▶ **TASK GOAL**
Look through the records and copy every line in which "false" appears.

*****

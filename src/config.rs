//! Map Configuration
//!
//! [`BigMapConfig`] collects everything recognized when a map is opened:
//! where the page files live, how the hash index is partitioned, the page
//! size and the TTL/purge behavior.
//!
//! ## Example
//!
//! ```
//! use bigmap::BigMapConfig;
//! use std::time::Duration;
//!
//! let config = BigMapConfig::new("/tmp/bigmap", "sessions")
//!     .with_default_ttl(Duration::from_secs(30))
//!     .with_purge_interval(Duration::from_secs(1))
//!     .with_page_size(1024 * 1024);
//!
//! assert!(config.validate().is_ok());
//! assert_eq!(config.page_dir(), std::path::Path::new("/tmp/bigmap/sessions"));
//! ```

use crate::error::{Error, Result};
use crate::storage::entry::HEADER_SIZE;
use crate::storage::segment::MAXIMUM_CAPACITY;
use std::path::{Path, PathBuf};
use std::time::Duration;

/// Default page size (32 MB).
pub const DEFAULT_PAGE_SIZE: usize = 32 * 1024 * 1024;

/// Smallest page size accepted.
pub const MIN_PAGE_SIZE: usize = 64;

/// Default number of segments (shards) in the hash index.
pub const DEFAULT_SEGMENT_COUNT: usize = 16;

/// Upper bound on the number of segments.
pub const MAX_SEGMENT_COUNT: usize = 1 << 16;

/// Default total bucket capacity, spread across all segments.
pub const DEFAULT_INITIAL_CAPACITY: usize = 16;

/// Default load factor of every segment's bucket array.
pub const DEFAULT_LOAD_FACTOR: f32 = 0.75;

/// Configuration recognized by [`BigMap::open`](crate::BigMap::open).
#[derive(Debug, Clone)]
pub struct BigMapConfig {
    /// Base directory holding one subdirectory per map instance
    pub dir: PathBuf,

    /// Instance name, used as the subdirectory for this map's page files
    pub name: String,

    /// TTL applied by `put` when no explicit TTL is given (zero = never expires)
    pub default_ttl: Duration,

    /// Number of independently locked segments (rounded up to a power of two)
    pub segment_count: usize,

    /// Total initial bucket capacity across all segments
    pub initial_capacity: usize,

    /// Load factor at which a segment doubles its bucket array
    pub load_factor: f32,

    /// Size of every page file in bytes; must not change across reopens
    pub page_size: usize,

    /// Interval of the background purge sweep (None = no sweeper)
    pub purge_interval: Option<Duration>,

    /// Reload existing page files on open instead of deleting them
    pub recover: bool,
}

impl Default for BigMapConfig {
    fn default() -> Self {
        Self {
            dir: std::env::temp_dir().join("bigmap"),
            name: "default".to_string(),
            default_ttl: Duration::ZERO,
            segment_count: DEFAULT_SEGMENT_COUNT,
            initial_capacity: DEFAULT_INITIAL_CAPACITY,
            load_factor: DEFAULT_LOAD_FACTOR,
            page_size: DEFAULT_PAGE_SIZE,
            purge_interval: None,
            recover: true,
        }
    }
}

impl BigMapConfig {
    /// Creates a configuration for the instance `name` under `dir`.
    pub fn new(dir: impl Into<PathBuf>, name: impl Into<String>) -> Self {
        Self {
            dir: dir.into(),
            name: name.into(),
            ..Default::default()
        }
    }

    pub fn with_default_ttl(mut self, ttl: Duration) -> Self {
        self.default_ttl = ttl;
        self
    }

    pub fn with_segment_count(mut self, segment_count: usize) -> Self {
        self.segment_count = segment_count;
        self
    }

    pub fn with_initial_capacity(mut self, initial_capacity: usize) -> Self {
        self.initial_capacity = initial_capacity;
        self
    }

    pub fn with_load_factor(mut self, load_factor: f32) -> Self {
        self.load_factor = load_factor;
        self
    }

    pub fn with_page_size(mut self, page_size: usize) -> Self {
        self.page_size = page_size;
        self
    }

    pub fn with_purge_interval(mut self, interval: Duration) -> Self {
        self.purge_interval = Some(interval);
        self
    }

    pub fn with_recover(mut self, recover: bool) -> Self {
        self.recover = recover;
        self
    }

    /// Directory holding this instance's page files.
    pub fn page_dir(&self) -> PathBuf {
        self.dir.join(&self.name)
    }

    /// Checks that the configuration describes a usable map.
    pub fn validate(&self) -> Result<()> {
        if self.name.is_empty() || Path::new(&self.name).components().count() != 1 {
            return Err(Error::InvalidConfig(format!(
                "instance name '{}' must be a single path component",
                self.name
            )));
        }
        if self.segment_count == 0 || self.segment_count > MAX_SEGMENT_COUNT {
            return Err(Error::InvalidConfig(format!(
                "segment count {} must be between 1 and {}",
                self.segment_count, MAX_SEGMENT_COUNT
            )));
        }
        if !(self.load_factor > 0.0 && self.load_factor.is_finite()) {
            return Err(Error::InvalidConfig(format!(
                "load factor {} must be a positive number",
                self.load_factor
            )));
        }
        if self.page_size < MIN_PAGE_SIZE || self.page_size <= HEADER_SIZE {
            return Err(Error::InvalidConfig(format!(
                "page size {} must be at least {} bytes",
                self.page_size, MIN_PAGE_SIZE
            )));
        }
        if let Some(interval) = self.purge_interval {
            if interval.is_zero() {
                return Err(Error::InvalidConfig(
                    "purge interval must be non-zero".to_string(),
                ));
            }
        }
        Ok(())
    }

    /// Segment count rounded up to the next power of two.
    pub(crate) fn effective_segment_count(&self) -> usize {
        self.segment_count.next_power_of_two()
    }

    /// Initial bucket capacity of a single segment: a power of two between 1
    /// and [`MAXIMUM_CAPACITY`].
    pub(crate) fn segment_capacity(&self) -> usize {
        let segments = self.effective_segment_count();
        let per_segment = self.initial_capacity.div_ceil(segments);
        per_segment.clamp(1, MAXIMUM_CAPACITY).next_power_of_two()
    }

    /// Default TTL in milliseconds as stored in slot headers.
    pub(crate) fn default_ttl_ms(&self) -> i64 {
        duration_to_ttl_ms(self.default_ttl)
    }
}

/// Converts a TTL to the millisecond representation stored on disk.
pub(crate) fn duration_to_ttl_ms(ttl: Duration) -> i64 {
    i64::try_from(ttl.as_millis()).unwrap_or(i64::MAX)
}
//! A single memory-mapped page file.
//!
//! A [`MappedPage`] owns the file handle and the read-write mapping of one
//! fixed-size page. All access goes through positional `read`/`write` calls
//! that bounds-check against the page size and fail with
//! [`Error::PageReleased`] once the mapping has been released, so a stale
//! handle can never touch unmapped memory.
//!
//! ## State Machine
//!
//! ```text
//!   open() ──> mapped ──write()──> dirty ──flush()──> mapped
//!                 │                  │
//!                 └──── release() ───┴──> released (terminal)
//! ```

use crate::error::{Error, Result};
use memmap2::{MmapMut, MmapOptions};
use parking_lot::RwLock;
use std::fs::{File, OpenOptions};
use std::path::{Path, PathBuf};
use tracing::{debug, warn};

/// Live mapping state. `None` once released.
#[derive(Debug)]
struct Mapping {
    mmap: MmapMut,
    // Kept open for the lifetime of the mapping, closed on release.
    _file: File,
    dirty: bool,
}

/// One fixed-size, file-backed block of addressable memory.
#[derive(Debug)]
pub struct MappedPage {
    index: u64,
    path: PathBuf,
    page_size: usize,
    mapping: RwLock<Option<Mapping>>,
}

impl MappedPage {
    /// Opens (creating if absent) the page file at `path` and maps exactly
    /// `page_size` bytes read-write.
    ///
    /// A new or empty file is extended to `page_size`. An existing file of any
    /// other length is rejected: page sizes must not change across reopens.
    pub fn open(index: u64, path: &Path, page_size: usize) -> Result<Self> {
        let file = OpenOptions::new()
            .read(true)
            .write(true)
            .create(true)
            .truncate(false)
            .open(path)
            .map_err(|e| Error::io("open page file", path, e))?;

        let len = file
            .metadata()
            .map_err(|e| Error::io("stat page file", path, e))?
            .len();

        if len == 0 {
            file.set_len(page_size as u64)
                .map_err(|e| Error::io("size page file", path, e))?;
        } else if len != page_size as u64 {
            return Err(Error::PageSizeMismatch {
                path: path.to_path_buf(),
                expected: page_size,
                actual: len,
            });
        }

        // SAFETY: the mapping is only reachable through this struct, which
        // bounds-checks every access and drops the mapping on release. Page
        // files belong to a single map instance and are not modified by
        // other processes while mapped.
        let mmap = unsafe {
            MmapOptions::new()
                .len(page_size)
                .map_mut(&file)
                .map_err(|e| Error::io("map page file", path, e))?
        };

        Ok(Self {
            index,
            path: path.to_path_buf(),
            page_size,
            mapping: RwLock::new(Some(Mapping {
                mmap,
                _file: file,
                dirty: false,
            })),
        })
    }

    pub fn index(&self) -> u64 {
        self.index
    }

    pub fn path(&self) -> &Path {
        &self.path
    }

    pub fn page_size(&self) -> usize {
        self.page_size
    }

    /// Returns true once the mapping has been released.
    pub fn is_released(&self) -> bool {
        self.mapping.read().is_none()
    }

    /// Returns true if there are writes not yet flushed.
    pub fn is_dirty(&self) -> bool {
        self.mapping.read().as_ref().is_some_and(|m| m.dirty)
    }

    fn check_bounds(&self, offset: usize, len: usize) -> Result<()> {
        match offset.checked_add(len) {
            Some(end) if end <= self.page_size => Ok(()),
            _ => Err(Error::PageOutOfBounds {
                index: self.index,
                offset,
                len,
                page_size: self.page_size,
            }),
        }
    }

    /// Copies `buf.len()` bytes starting at `offset` into `buf`.
    pub fn read_into(&self, offset: usize, buf: &mut [u8]) -> Result<()> {
        self.check_bounds(offset, buf.len())?;
        let guard = self.mapping.read();
        let mapping = guard
            .as_ref()
            .ok_or(Error::PageReleased { index: self.index })?;
        buf.copy_from_slice(&mapping.mmap[offset..offset + buf.len()]);
        Ok(())
    }

    /// Reads `len` bytes starting at `offset`.
    pub fn read(&self, offset: usize, len: usize) -> Result<Vec<u8>> {
        let mut buf = vec![0u8; len];
        self.read_into(offset, &mut buf)?;
        Ok(buf)
    }

    /// Writes `data` at `offset` and marks the page dirty.
    pub fn write(&self, offset: usize, data: &[u8]) -> Result<()> {
        self.check_bounds(offset, data.len())?;
        let mut guard = self.mapping.write();
        let mapping = guard
            .as_mut()
            .ok_or(Error::PageReleased { index: self.index })?;
        mapping.mmap[offset..offset + data.len()].copy_from_slice(data);
        mapping.dirty = true;
        Ok(())
    }

    /// Forces pending writes to disk. A clean page is a no-op.
    pub fn flush(&self) -> Result<()> {
        let mut guard = self.mapping.write();
        let mapping = guard
            .as_mut()
            .ok_or(Error::PageReleased { index: self.index })?;
        if mapping.dirty {
            mapping
                .mmap
                .flush()
                .map_err(|e| Error::io("flush page file", &self.path, e))?;
            mapping.dirty = false;
        }
        Ok(())
    }

    /// Flushes, unmaps and closes the page. Idempotent.
    ///
    /// A failed flush is logged; the mapping is released regardless so the
    /// file can be deleted afterwards.
    pub fn release(&self) {
        let mut guard = self.mapping.write();
        if let Some(mapping) = guard.take() {
            if mapping.dirty {
                if let Err(e) = mapping.mmap.flush() {
                    warn!(
                        page = self.index,
                        path = %self.path.display(),
                        error = %e,
                        "Failed to flush page before unmapping"
                    );
                }
            }
            // Dropping the mapping unmaps it; dropping the file closes it.
            drop(mapping);
            debug!(page = self.index, "Page unmapped");
        }
    }
}

impl Drop for MappedPage {
    fn drop(&mut self) {
        self.release();
    }
}

#[cfg(test)]
mod tests {
    use super::*;
    use tempfile::tempdir;

    #[test]
    fn test_open_creates_sized_file() {
        let dir = tempdir().unwrap();
        let path = dir.path().join("page-0.dat");

        let page = MappedPage::open(0, &path, 4096).unwrap();

        assert_eq!(std::fs::metadata(&path).unwrap().len(), 4096);
        assert_eq!(page.page_size(), 4096);
        assert!(!page.is_dirty());
        assert!(!page.is_released());
    }

    #[test]
    fn test_write_read_flush() {
        let dir = tempdir().unwrap();
        let path = dir.path().join("page-1.dat");
        let page = MappedPage::open(1, &path, 4096).unwrap();

        page.write(100, b"hello").unwrap();
        assert!(page.is_dirty());
        assert_eq!(page.read(100, 5).unwrap(), b"hello");

        page.flush().unwrap();
        assert!(!page.is_dirty());

        page.release();
        let on_disk = std::fs::read(&path).unwrap();
        assert_eq!(&on_disk[100..105], b"hello");
    }

    #[test]
    fn test_out_of_bounds() {
        let dir = tempdir().unwrap();
        let page = MappedPage::open(0, &dir.path().join("p.dat"), 128).unwrap();

        assert!(matches!(
            page.write(126, b"abc"),
            Err(Error::PageOutOfBounds { .. })
        ));
        assert!(matches!(
            page.read(usize::MAX, 2),
            Err(Error::PageOutOfBounds { .. })
        ));
        assert!(page.read(0, 128).is_ok());
    }

    #[test]
    fn test_use_after_release_fails() {
        let dir = tempdir().unwrap();
        let page = MappedPage::open(7, &dir.path().join("p.dat"), 128).unwrap();

        page.release();
        page.release();

        assert!(page.is_released());
        assert!(matches!(
            page.read(0, 4),
            Err(Error::PageReleased { index: 7 })
        ));
        assert!(matches!(
            page.write(0, b"x"),
            Err(Error::PageReleased { index: 7 })
        ));
        assert!(page.flush().is_err());
    }

    #[test]
    fn test_reopen_keeps_data_and_rejects_other_size() {
        let dir = tempdir().unwrap();
        let path = dir.path().join("page-0.dat");

        {
            let page = MappedPage::open(0, &path, 256).unwrap();
            page.write(0, b"persist").unwrap();
        }

        let page = MappedPage::open(0, &path, 256).unwrap();
        assert_eq!(page.read(0, 7).unwrap(), b"persist");
        page.release();

        assert!(matches!(
            MappedPage::open(0, &path, 512),
            Err(Error::PageSizeMismatch { actual: 256, .. })
        ));
    }
}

*****

▶ **REPLY**
            .truncate(false)
                dirty: false,
            mapping.dirty = false;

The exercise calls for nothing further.